Exercise prompt: Using the exact wording, repeat every line of the material.

Entries supplied:
—————

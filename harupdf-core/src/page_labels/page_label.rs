//! Page label ranges according to ISO 32000-1 Section 12.4.2

use crate::objects::{Dictionary, Object};

/// Numbering style of a page label range (`/S`).
#[derive(Debug, Clone, Copy, PartialEq, Eq, Hash, Default)]
pub enum PageNumStyle {
    /// 1, 2, 3, ...
    #[default]
    Decimal,
    /// I, II, III, ...
    UpperRoman,
    /// i, ii, iii, ...
    LowerRoman,
    /// A, B, ... Z, AA, ...
    UpperLetters,
    /// a, b, ... z, aa, ...
    LowerLetters,
}

impl PageNumStyle {
    pub fn pdf_name(self) -> &'static str {
        match self {
            PageNumStyle::Decimal => "D",
            PageNumStyle::UpperRoman => "R",
            PageNumStyle::LowerRoman => "r",
            PageNumStyle::UpperLetters => "A",
            PageNumStyle::LowerLetters => "a",
        }
    }

    /// Renders `number` the way a viewer displays it.
    pub fn format(self, number: u32) -> String {
        match self {
            PageNumStyle::Decimal => number.to_string(),
            PageNumStyle::UpperRoman => to_roman(number).to_uppercase(),
            PageNumStyle::LowerRoman => to_roman(number),
            PageNumStyle::UpperLetters => to_letters(number, true),
            PageNumStyle::LowerLetters => to_letters(number, false),
        }
    }
}

/// Labelling of the pages from one page index up to the next range.
#[derive(Debug, Clone, PartialEq, Eq)]
pub struct PageLabel {
    pub style: PageNumStyle,
    /// Number of the first page in the range.
    pub first_page: u32,
    pub prefix: Option<String>,
}

impl PageLabel {
    /// An empty prefix is treated as none.
    pub fn new(style: PageNumStyle, first_page: u32, prefix: Option<&str>) -> Self {
        Self {
            style,
            first_page,
            prefix: prefix.filter(|p| !p.is_empty()).map(str::to_string),
        }
    }

    /// Label of the page `offset` pages into the range.
    pub fn format_label(&self, offset: u32) -> String {
        let mut label = self.prefix.clone().unwrap_or_default();
        label.push_str(&self.style.format(self.first_page.saturating_add(offset)));
        label
    }

    pub fn to_dict(&self) -> Dictionary {
        let mut dict = Dictionary::typed("PageLabel");
        dict.set_name("S", self.style.pdf_name());
        if let Some(prefix) = &self.prefix {
            dict.set("P", Object::String(prefix.as_bytes().to_vec()));
        }
        if self.first_page != 1 {
            dict.set("St", self.first_page);
        }
        dict
    }
}

fn to_roman(mut num: u32) -> String {
    const NUMERALS: [(u32, &str); 13] = [
        (1000, "m"),
        (900, "cm"),
        (500, "d"),
        (400, "cd"),
        (100, "c"),
        (90, "xc"),
        (50, "l"),
        (40, "xl"),
        (10, "x"),
        (9, "ix"),
        (5, "v"),
        (4, "iv"),
        (1, "i"),
    ];

    let mut result = String::new();
    for (value, numeral) in NUMERALS {
        while num >= value {
            result.push_str(numeral);
            num -= value;
        }
    }
    result
}

/// A..Z, then doubled letters (AA, BB, ...), the PDF letter style.
fn to_letters(num: u32, uppercase: bool) -> String {
    if num == 0 {
        return String::new();
    }
    let base = if uppercase { b'A' } else { b'a' };
    let letter = (base + ((num - 1) % 26) as u8) as char;
    let repeat = ((num - 1) / 26 + 1) as usize;
    std::iter::repeat(letter).take(repeat).collect()
}

#[cfg(test)]
mod tests {
    use super::*;

    #[test]
    fn test_style_names() {
        assert_eq!(PageNumStyle::Decimal.pdf_name(), "D");
        assert_eq!(PageNumStyle::UpperRoman.pdf_name(), "R");
        assert_eq!(PageNumStyle::LowerRoman.pdf_name(), "r");
        assert_eq!(PageNumStyle::UpperLetters.pdf_name(), "A");
        assert_eq!(PageNumStyle::LowerLetters.pdf_name(), "a");
    }

    #[test]
    fn test_formatting() {
        assert_eq!(PageNumStyle::Decimal.format(42), "42");
        assert_eq!(PageNumStyle::UpperRoman.format(58), "LVIII");
        assert_eq!(PageNumStyle::LowerRoman.format(4), "iv");
        assert_eq!(PageNumStyle::UpperLetters.format(26), "Z");
        assert_eq!(PageNumStyle::UpperLetters.format(27), "AA");
        assert_eq!(PageNumStyle::LowerLetters.format(53), "aaa");
    }

    #[test]
    fn test_label_dictionary() {
        let label = PageLabel::new(PageNumStyle::LowerRoman, 1, Some(""));
        assert!(label.prefix.is_none());
        let dict = label.to_dict();
        assert_eq!(dict.get("S").and_then(Object::as_name), Some("r"));
        assert!(dict.get("St").is_none());
        assert!(dict.get("P").is_none());

        let label = PageLabel::new(PageNumStyle::Decimal, 5, Some("A-"));
        let dict = label.to_dict();
        assert_eq!(dict.get("St"), Some(&Object::Integer(5)));
        assert_eq!(dict.get("P"), Some(&Object::String(b"A-".to_vec())));
        assert_eq!(label.format_label(2), "A-7");
    }
}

—————

Response:
filename harupdf-core/src/page_labels/page_label.rs
//! Page label ranges according to ISO 32000-1 Section 12.4.2

use crate::objects::{Dictionary, Object};

/// Numbering style of a page label range (`/S`).
#[derive(Debug, Clone, Copy, PartialEq, Eq, Hash, Default)]
pub enum PageNumStyle {
    /// 1, 2, 3, ...
    #[default]
    Decimal,
    /// I, II, III, ...
    UpperRoman,
    /// i, ii, iii, ...
    LowerRoman,
    /// A, B, ... Z, AA, ...
    UpperLetters,
    /// a, b, ... z, aa, ...
    LowerLetters,
}

impl PageNumStyle {
    pub fn pdf_name(self) -> &'static str {
        match self {
            PageNumStyle::Decimal => "D",
            PageNumStyle::UpperRoman => "R",
            PageNumStyle::LowerRoman => "r",
            PageNumStyle::UpperLetters => "A",
            PageNumStyle::LowerLetters => "a",
        }
    }

    /// Renders `number` the way a viewer displays it.
    pub fn format(self, number: u32) -> String {
        match self {
            PageNumStyle::Decimal => number.to_string(),
            PageNumStyle::UpperRoman => to_roman(number).to_uppercase(),
            PageNumStyle::LowerRoman => to_roman(number),
            PageNumStyle::UpperLetters => to_letters(number, true),
            PageNumStyle::LowerLetters => to_letters(number, false),
        }
    }
}

/// Labelling of the pages from one page index up to the next range.
#[derive(Debug, Clone, PartialEq, Eq)]
pub struct PageLabel {
    pub style: PageNumStyle,
    /// Number of the first page in the range.
    pub first_page: u32,
    pub prefix: Option<String>,
}

impl PageLabel {
    /// An empty prefix is treated as none.
    pub fn new(style: PageNumStyle, first_page: u32, prefix: Option<&str>) -> Self {
        Self {
            style,
            first_page,
            prefix: prefix.filter(|p| !p.is_empty()).map(str::to_string),
        }
    }

    /// Label of the page `offset` pages into the range.
    pub fn format_label(&self, offset: u32) -> String {
        let mut label = self.prefix.clone().unwrap_or_default();
        label.push_str(&self.style.format(self.first_page.saturating_add(offset)));
        label
    }

    pub fn to_dict(&self) -> Dictionary {
        let mut dict = Dictionary::typed("PageLabel");
        dict.set_name("S", self.style.pdf_name());
        if let Some(prefix) = &self.prefix {
            dict.set("P", Object::String(prefix.as_bytes().to_vec()));
        }
        if self.first_page != 1 {
            dict.set("St", self.first_page);
        }
        dict
    }
}

fn to_roman(mut num: u32) -> String {
    const NUMERALS: [(u32, &str); 13] = [
        (1000, "m"),
        (900, "cm"),
        (500, "d"),
        (400, "cd"),
        (100, "c"),
        (90, "xc"),
        (50, "l"),
        (40, "xl"),
        (10, "x"),
        (9, "ix"),
        (5, "v"),
        (4, "iv"),
        (1, "i"),
    ];

    let mut result = String::new();
    for (value, numeral) in NUMERALS {
        while num >= value {
            result.push_str(numeral);
            num -= value;
        }
    }
    result
}

/// A..Z, then doubled letters (AA, BB, ...), the PDF letter style.
fn to_letters(num: u32, uppercase: bool) -> String {
    if num == 0 {
        return String::new();
    }
    let base = if uppercase { b'A' } else { b'a' };
    let letter = (base + ((num - 1) % 26) as u8) as char;
    let repeat = ((num - 1) / 26 + 1) as usize;
    std::iter::repeat(letter).take(repeat).collect()
}

#[cfg(test)]
mod tests {
    use super::*;

    #[test]
    fn test_style_names() {
        assert_eq!(PageNumStyle::Decimal.pdf_name(), "D");
        assert_eq!(PageNumStyle::UpperRoman.pdf_name(), "R");
        assert_eq!(PageNumStyle::LowerRoman.pdf_name(), "r");
        assert_eq!(PageNumStyle::UpperLetters.pdf_name(), "A");
        assert_eq!(PageNumStyle::LowerLetters.pdf_name(), "a");
    }

    #[test]
    fn test_formatting() {
        assert_eq!(PageNumStyle::Decimal.format(42), "42");
        assert_eq!(PageNumStyle::UpperRoman.format(58), "LVIII");
        assert_eq!(PageNumStyle::LowerRoman.format(4), "iv");
        assert_eq!(PageNumStyle::UpperLetters.format(26), "Z");
        assert_eq!(PageNumStyle::UpperLetters.format(27), "AA");
        assert_eq!(PageNumStyle::LowerLetters.format(53), "aaa");
    }

    #[test]
    fn test_label_dictionary() {
        let label = PageLabel::new(PageNumStyle::LowerRoman, 1, Some(""));
        assert!(label.prefix.is_none());
        let dict = label.to_dict();
        assert_eq!(dict.get("S").and_then(Object::as_name), Some("r"));
        assert!(dict.get("St").is_none());
        assert!(dict.get("P").is_none());

        let label = PageLabel::new(PageNumStyle::Decimal, 5, Some("A-"));
        let dict = label.to_dict();
        assert_eq!(dict.get("St"), Some(&Object::Integer(5)));
        assert_eq!(dict.get("P"), Some(&Object::String(b"A-".to_vec())));
        assert_eq!(label.format_label(2), "A-7");
    }
}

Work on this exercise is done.